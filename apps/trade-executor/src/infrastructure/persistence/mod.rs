//! Persistence Adapters

mod in_memory;

pub use in_memory::InMemoryExecutionStore;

┄┄┄┄┄┄┄┄┄┄

* What needs to be done
Would you give the material above again, complete and exact?

* Response box
filename apps/trade-executor/src/infrastructure/persistence/mod.rs
//! Persistence Adapters

mod in_memory;

pub use in_memory::InMemoryExecutionStore;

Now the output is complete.